Where your property is linked to a confirmed case, you should immediately inform Public Health England or Public Health Wales (as appropriate) who will then specify the action you should take. You may be asked to evacuate, close and decontaminate the premises. You may also need to assist with tracing contacts and providing information about who has visited the property.
If you employ people to work in the property (such as cleaners, front of desk staff, or maintenance workers) you may have legal responsibilities in your capacity as an employer. For more information on responsibilities of employers in the face of coronavirus, see our insight: What employers need to know and do.
Who foots the bill for additional services?
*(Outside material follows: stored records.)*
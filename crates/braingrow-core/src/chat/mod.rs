//! Ask-AI chat transcript and display rendering.

pub mod markdown;
pub mod math;
pub mod message;

pub use markdown::{ChatMarkdownRenderer, escape_html};
pub use math::{InlineMathTypesetter, MathTypesetter};
pub use message::{ChatMessage, ChatRole, Transcript};
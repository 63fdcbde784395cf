//! Tag catalog and tendency persistence traits.

use async_trait::async_trait;

use super::catalog::TagCatalog;
use super::selection::TendencyPayload;
use crate::error::Result;

/// Read access to the board/topic catalog.
///
/// The catalog is fetched once per view lifetime; a failed fetch means
/// there is nothing to seed and the caller surfaces the error.
#[async_trait]
pub trait TagCatalogRepository: Send + Sync {
    /// Fetches the full board -> topic -> keywords catalog.
    async fn fetch_catalog(&self) -> Result<TagCatalog>;
}

/// Persistence for tendency selections.
///
/// Implementations never retry; failures are surfaced to the caller,
/// which decides whether to present a retry to the user.
#[async_trait]
pub trait TendencyRepository: Send + Sync {
    /// Persists a tendency payload (selection, tag list, or legacy string).
    async fn update_tendency(&self, payload: &TendencyPayload) -> Result<()>;
}
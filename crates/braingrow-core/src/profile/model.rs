//! User profile domain model.

use std::collections::BTreeSet;

use serde::{Deserialize, Serialize};

use crate::tags::tokenize;

/// Session details the API attaches to the profile for display.
#[derive(Debug, Clone, Default, PartialEq, Eq, Serialize, Deserialize)]
pub struct SessionInfo {
    /// Timestamp of the current login (ISO 8601 format).
    #[serde(default)]
    pub login_time: Option<String>,
    /// Whether the session outlives the browser/application restart.
    #[serde(default)]
    pub session_permanent: bool,
}

/// Profile record as returned by the platform API.
///
/// `tendency` is the opaque legacy preference signal; it is only ever
/// interpreted through [`tendency_tokens`](Self::tendency_tokens).
#[derive(Debug, Clone, PartialEq, Eq, Serialize, Deserialize)]
pub struct UserProfile {
    pub user_id: u64,
    pub username: String,
    pub email: String,
    /// Raw tendency signal (JSON-object or delimited string form).
    #[serde(default)]
    pub tendency: Option<String>,
    #[serde(rename = "photoUrl", default)]
    pub photo_url: Option<String>,
    /// Account creation timestamp (ISO 8601 format).
    pub created_at: String,
    /// Current session details, when the API includes them.
    #[serde(default)]
    pub session_info: Option<SessionInfo>,
}

impl UserProfile {
    /// Normalized tokens from the stored tendency signal; empty when the
    /// profile carries none.
    pub fn tendency_tokens(&self) -> BTreeSet<String> {
        tokenize(self.tendency.as_deref())
    }
}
Implementing measures to combat the spread of coronavirus will cost money. Leases will often allow a landlord providing services to recover from a tenant the costs incurred as part of “good estate management” or as “required by statute”, although there could be a limit to the amount that can be recovered, if, for example, there is a service charge cap or any exclusions. Landlords and tenants alike should review what their leases say in respect of these potential costs. It might also be worthwhile checking insurance policies to see if you can recoup any additional costs through an insurance claim.
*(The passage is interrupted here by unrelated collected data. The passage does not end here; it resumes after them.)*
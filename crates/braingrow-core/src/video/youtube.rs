//! YouTube URL detection and embed helpers.

use once_cell::sync::Lazy;
use regex::Regex;
use url::Url;

static YOUTUBE_URL: Lazy<Regex> =
    Lazy::new(|| Regex::new(r"(?i)^(https?://)?(www\.)?(youtube\.com|youtu\.be)/").unwrap());

/// Returns true when the URL points at YouTube (scheme optional).
pub fn is_youtube_url(url: &str) -> bool {
    YOUTUBE_URL.is_match(url)
}

/// Extracts the video id from a YouTube URL.
///
/// Handles `youtu.be/<id>`, `youtube.com/watch?v=<id>` and
/// `youtube.com/embed/<id>`. Scheme-less URLs fail to parse and yield
/// `None`, matching the behavior of URL parsing in the display layer.
pub fn extract_video_id(url: &str) -> Option<String> {
    let parsed = Url::parse(url).ok()?;
    let host = parsed.host_str()?;

    if host.contains("youtu.be") {
        let id = parsed.path().trim_start_matches('/');
        return (!id.is_empty()).then(|| id.to_string());
    }

    if host.contains("youtube.com") {
        if parsed.path() == "/watch" {
            return parsed
                .query_pairs()
                .find(|(key, _)| key == "v")
                .map(|(_, value)| value.into_owned());
        }
        let segments: Vec<&str> = parsed
            .path_segments()
            .map(|s| s.filter(|seg| !seg.is_empty()).collect())
            .unwrap_or_default();
        if let Some(index) = segments.iter().position(|&seg| seg == "embed") {
            return segments.get(index + 1).map(|id| id.to_string());
        }
    }

    None
}

/// Builds the player embed URL for a YouTube playback URL, or `None` when
/// the URL is not YouTube or carries no extractable id.
pub fn embed_url(url: &str) -> Option<String> {
    if !is_youtube_url(url) {
        return None;
    }
    extract_video_id(url)
        .map(|id| format!("https://www.youtube.com/embed/{}?rel=0&modestbranding=1", id))
}

/// Resolves a possibly-relative media URL against the API base. Already
/// absolute URLs pass through; unresolvable input falls back to the raw
/// value.
pub fn resolve_media_url(raw: &str, base: &str) -> String {
    if raw.starts_with("http") {
        return raw.to_string();
    }
    Url::parse(base)
        .and_then(|base| base.join(raw))
        .map(String::from)
        .unwrap_or_else(|_| raw.to_string())
}

#[cfg(test)]
mod tests {
    use super::*;

    #[test]
    fn test_detects_youtube_hosts() {
        assert!(is_youtube_url("https://www.youtube.com/watch?v=abc"));
        assert!(is_youtube_url("http://youtu.be/abc"));
        assert!(is_youtube_url("youtube.com/watch?v=abc"));
        assert!(!is_youtube_url("https://vimeo.com/123"));
    }

    #[test]
    fn test_extracts_watch_id() {
        assert_eq!(
            extract_video_id("https://www.youtube.com/watch?v=dQw4w9WgXcQ"),
            Some("dQw4w9WgXcQ".to_string())
        );
    }

    #[test]
    fn test_extracts_short_and_embed_ids() {
        assert_eq!(
            extract_video_id("https://youtu.be/abc123"),
            Some("abc123".to_string())
        );
        assert_eq!(
            extract_video_id("https://www.youtube.com/embed/xyz789"),
            Some("xyz789".to_string())
        );
    }

    #[test]
    fn test_schemeless_url_yields_no_id() {
        assert!(is_youtube_url("youtube.com/watch?v=abc"));
        assert_eq!(extract_video_id("youtube.com/watch?v=abc"), None);
        assert_eq!(embed_url("youtube.com/watch?v=abc"), None);
    }

    #[test]
    fn test_embed_url_shape() {
        assert_eq!(
            embed_url("https://youtu.be/abc123").as_deref(),
            Some("https://www.youtube.com/embed/abc123?rel=0&modestbranding=1")
        );
        assert_eq!(embed_url("https://example.com/v.mp4"), None);
    }

    #[test]
    fn test_resolve_media_url() {
        assert_eq!(
            resolve_media_url("/covers/a.png", "http://localhost:8080"),
            "http://localhost:8080/covers/a.png"
        );
        assert_eq!(
            resolve_media_url("https://cdn.example.com/a.png", "http://localhost:8080"),
            "https://cdn.example.com/a.png"
        );
    }
}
What happens if premises are closed?
Closing premises will have cost implications. For some businesses, not being able to operate out of their premises could result in huge operational costs (for instance, if a factory needs to shut for a deep clean following a confirmed case, production would cease).
There will also be the question of overheads: if access to premises is restricted, who covers the cost of the rent during the period of inaccessibility? While most leases will contain a rent suspension clause, it is unusual for this to be linked to anything other than “insured risks”. Standard commercial property insurance is usually triggered by physical loss or damage, rather than business interruption caused by health epidemics. Whether you are a landlord or a tenant, you will want to check the terms of your lease to see what grounds trigger a suspension of rent (if any).
You should also check your insurance policy, which may allow you to claim for business interruption.
Can you end the tenancy?
Can you bring a tenancy to an end (or refuse to enter into a new one under an existing agreement for lease) on the basis of force majeure? Breaking contracts over coronavirus is harder than it sounds. Find out more about force majeure, supply chains and contractual performance.
What about properties not directly affected?
Even if your property is not directly affected, you will undoubtedly be feeling the impact of the virus. It is anticipated that the impact will be felt well into the future amid speculation that businesses are likely to postpone taking leases and entering into contracts, pending the outcome of the outbreak.
Retailers and the High Street fear the disease could cause business failures. In China, retail has suffered hard at the hands of coronavirus, with news of big names such as Starbucks and Apple closing stores in Greater China. In the UK, a decline in tourism has already led to a drop in footfall in shopping centres and high streets. It is also feared that coronavirus could accelerate the domination of online shopping, as people abandon bricks and mortar shops to avoid public places. This has left retailers and restaurateurs deeply concerned at a time when there are already well-documented challenges. The threat of curbs on travel and social movement may be too much for some already struggling businesses. In China, some landlords of retail malls have reportedly already taken action to try to help their tenants to stay in business, providing relief in the way of rent reductions and suspension of operating costs. It may be that UK landlords will have to follow suit.
What does the future hold?
We may start to see specific contractual provisions and obligations relating to viruses, for instance, increased obligations relating to services, like hygiene, in tenancy agreements and an expansion of termination provisions in contracts. It could also have the unintended effect of being the catalyst for digitisation in real estate, with a more widespread adoption of proptech. Could robots cleaning and sanitising our buildings become the norm?